Furious about United Airlines incidents assaulting passengers

Apr 10, 2017 16:25



To: oscar.munoz@united.com

Cc: lauramandile@united.com sharon.grant@united.com jessica.rossman@united.com

Dear Mr. Munoz:

I remember when I was a kid and everyone knew Rhapsody in Blue not because a famous person composed it, but because it was United Airline's theme song in the ads about flying the friendly skies.

I've been your customer for over 25 years by now. While it's true that I don't fly as much as business people do, I fly with your company once a year to visit my dad in South America for his birthday every July.

I like it when the flight attendants are nice to the passengers and the pilot and crew make me feel safe flying. I hate it when I take a plane with other companies where the crew is surly and mistreats the passengers not only because that's the company culture, but also because they are super stressed out and take it out on the passengers.

So, for 25 years I've been choosing United as often as I can, so I can avoid stressful situations (international travel is already stressful without airline companies adding to it), and I can just reserve my seat, give you my credit card number and be sure I will have my reserved seat at the date and time I chose, not some other person. I need to arrive safely and in a timely fashion to visit my dad for his birthday without any incidents.

Now, imagine how irate and upset I am (and was) when I see your company's name in the press not just once, but twice this past month.

Once because some poor girl was wearing leggings.

Once because your own bad policies overbooked a flight and then you had the gall to assault a paying passenger, so your employees could deadhead.

Let me start by saying that I don't think there is any situation where a passenger who is wearing clothes that are "street legal" (that is, no police officer arrested them on the way to your company for indecent exposure) should be kicked out of a plane, whether or not they "represent" United because they got a free or cheap ticket.

And I shouldn't have to add, but apparently now we do, that no passenger should be assaulted in a plane unless they are doing something illegal and need to go to jail, and, last I checked, booking a ticket and paying for it is not putting any passengers in a illegal position.

I don't really care what your "Contract of Carriage" says, even if it has legalese saying that you are allowed to overbook flights and strand passengers.

It's been over 30 years that airlines have consistently overbooked flights because they claimed "people cancelled flights" and they wanted the flight to be full. Over the last 30 years computer systems and website reservations, to say nothing of the change to default to non-returnable tickets has consistently shrank the number of people who reserve then cancel their flights at the last possible minute.

And I'm pretty sure that if you have a decent system, you know those 4 crew members that need to deadhead do that consistently.

You are doing a bunch of pretty bad things if your reservation system does not save those 4 seats for your crew automatically and tells the system "do not overbook". I understand that one might every once in a great while (by which I mean not consistently) provide "incentives" like 800 dollars in vouchers for people to give up their seats. You (United) should understand, however, that most of the time people who made a reservation, particularly the ones that reserved months in advance do not have the "flexibility" to accept travel vouchers in return for giving up a seat in a reserved, scheduled flight.

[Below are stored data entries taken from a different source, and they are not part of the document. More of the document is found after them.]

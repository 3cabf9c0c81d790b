use std::time::{Duration, Instant};

use crate::config::game::{
    DEFAULT_FLAME_RANGE, DEFAULT_MAX_BOMBS, DEFAULT_MOVE_INTERVAL_MS, MIN_MOVE_INTERVAL_MS,
    SPEED_STEP_MS, STARTING_LIVES,
};
use crate::game::entities::powerup::PowerupKind;
use crate::game::types::{PlayerId, Position};

/// Stats that powerups improve.
#[derive(Debug, Clone, Copy, PartialEq, Eq)]
pub struct PlayerStats {
    pub max_bombs: u32,
    pub flame_range: usize,
    pub move_interval_ms: u64,
    pub speed_level: u32,
}

impl Default for PlayerStats {
    fn default() -> Self {
        Self {
            max_bombs: DEFAULT_MAX_BOMBS,
            flame_range: DEFAULT_FLAME_RANGE,
            move_interval_ms: DEFAULT_MOVE_INTERVAL_MS,
            speed_level: 0,
        }
    }
}

impl PlayerStats {
    pub fn apply(&mut self, kind: PowerupKind) {
        match kind {
            PowerupKind::Capacity => self.max_bombs += 1,
            PowerupKind::Range => self.flame_range += 1,
            PowerupKind::Speed => {
                self.move_interval_ms = self
                    .move_interval_ms
                    .saturating_sub(SPEED_STEP_MS)
                    .max(MIN_MOVE_INTERVAL_MS);
                self.speed_level += 1;
            }
        }
    }

    pub fn move_interval(&self) -> Duration {
        Duration::from_millis(self.move_interval_ms)
    }
}

#[derive(Debug, Clone)]
pub struct Player {
    pub id: PlayerId,
    pub username: String,
    pub color: String,
    /// `None` until the player starts a round, and again once eliminated.
    pub pos: Option<Position>,
    pub stats: PlayerStats,
    pub active_bombs: u32,
    pub last_move: Option<Instant>,
    pub lives: u8,
    pub awaiting_respawn: bool,
    /// Lost its last life in the current round.
    pub eliminated: bool,
}

impl Player {
    pub fn new(id: PlayerId, username: String, color: String) -> Self {
        Self {
            id,
            username,
            color,
            pos: None,
            stats: PlayerStats::default(),
            active_bombs: 0,
            last_move: None,
            lives: STARTING_LIVES,
            awaiting_respawn: false,
            eliminated: false,
        }
    }

    /// Place the player on `spawn` with fresh lives and stats.
    ///
    /// `active_bombs` is left alone: bombs still burning in the current round
    /// will decrement it when they go off.
    pub fn begin_round(&mut self, spawn: Position) {
        self.pos = Some(spawn);
        self.stats = PlayerStats::default();
        self.last_move = None;
        self.lives = STARTING_LIVES;
        self.awaiting_respawn = false;
        self.eliminated = false;
    }

    /// Spawned, alive and not waiting to respawn.
    pub fn can_act(&self) -> bool {
        self.pos.is_some() && self.lives > 0 && !self.awaiting_respawn
    }

    /// Take one flame hit. Returns the remaining lives.
    pub fn take_hit(&mut self) -> u8 {
        self.lives = self.lives.saturating_sub(1);
        if self.lives == 0 {
            self.pos = None;
            self.awaiting_respawn = false;
            self.eliminated = true;
        } else {
            self.awaiting_respawn = true;
        }
        self.lives
    }

    pub fn release_bomb(&mut self) {
        self.active_bombs = self.active_bombs.saturating_sub(1);
    }
}

#[cfg(test)]
mod tests {
    use super::*;

    fn player() -> Player {
        Player::new("p1".into(), "Alice".into(), "blue".into())
    }

    #[test]
    fn test_speed_powerup_is_floored() {
        let mut stats = PlayerStats::default();
        for _ in 0..20 {
            stats.apply(PowerupKind::Speed);
        }
        assert_eq!(stats.move_interval_ms, MIN_MOVE_INTERVAL_MS);
        assert_eq!(stats.speed_level, 20);
    }

    #[test]
    fn test_capacity_and_range_powerups() {
        let mut stats = PlayerStats::default();
        stats.apply(PowerupKind::Capacity);
        stats.apply(PowerupKind::Range);
        assert_eq!(stats.max_bombs, DEFAULT_MAX_BOMBS + 1);
        assert_eq!(stats.flame_range, DEFAULT_FLAME_RANGE + 1);
    }

    #[test]
    fn test_hits_until_elimination() {
        let mut p = player();
        p.begin_round(Position::new(1, 1));
        assert!(p.can_act());

        assert_eq!(p.take_hit(), STARTING_LIVES - 1);
        assert!(p.awaiting_respawn);
        assert!(!p.can_act());

        for _ in 1..STARTING_LIVES {
            p.take_hit();
        }
        assert_eq!(p.lives, 0);
        assert_eq!(p.pos, None);
        assert!(!p.awaiting_respawn);
        assert!(p.eliminated);

        p.begin_round(Position::new(1, 1));
        assert!(!p.eliminated);
        assert_eq!(p.lives, STARTING_LIVES);
    }

    #[test]
    fn test_release_bomb_never_underflows() {
        let mut p = player();
        p.release_bomb();
        assert_eq!(p.active_bombs, 0);
    }
}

And to be honest, I am at a loss of what to do here.

It's getting close to the time I need to make a reservation to go see my dad for his birthday again.

What assurances do I need from you to make sure that if I'm wearing shorts or t-shirt or sweatpants, for example, I won't be kicked out your flight for not being well dressed enough?

What assurances do I need from you to make sure I will be able to board and fly to see my dad and back so I'm not bumped by your irrational overbooking policies or worse, crew who needs to deadhead and you know about but refuse to reserve a seat for each one of them?

Are you going to force me and other customers to fly with other, non-friendly companies because your operations are completely at odds with the image you so carefully built and will cost an awful lot more to repair than the extra 2-bucks profit per seat?

Please let us (your customers) know what we need to do before we book another ticket and get mistreated like those poor, unfortunate people.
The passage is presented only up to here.